Each line below that contains "passed" should be counted. Give only the total.

Segment Open

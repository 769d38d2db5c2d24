use std::time::{Duration, Instant};

use crate::error::StoreError;

/// Per-tick call context carrying an optional deadline.
///
/// Passed to every store call. Once the deadline has passed, store calls fail
/// with `StoreError::DeadlineExceeded` instead of touching the store.
#[derive(Debug, Clone, Copy, Default)]
pub struct Context {
    deadline: Option<Instant>,
}

impl Context {
    /// A context that never expires.
    pub fn background() -> Self {
        Context { deadline: None }
    }

    pub fn with_timeout(timeout: Duration) -> Self {
        Context {
            deadline: Some(Instant::now() + timeout),
        }
    }

    pub fn with_deadline(deadline: Instant) -> Self {
        Context {
            deadline: Some(deadline),
        }
    }

    pub fn deadline(&self) -> Option<Instant> {
        self.deadline
    }

    pub fn is_expired(&self) -> bool {
        match self.deadline {
            Some(d) => Instant::now() >= d,
            None => false,
        }
    }

    /// Time left before the deadline, `None` when unbounded.
    pub fn remaining(&self) -> Option<Duration> {
        self.deadline
            .map(|d| d.saturating_duration_since(Instant::now()))
    }

    /// Fail fast when the deadline has passed.
    pub fn check(&self) -> Result<(), StoreError> {
        if self.is_expired() {
            Err(StoreError::DeadlineExceeded)
        } else {
            Ok(())
        }
    }
}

Segment Closed

» ANSWER
2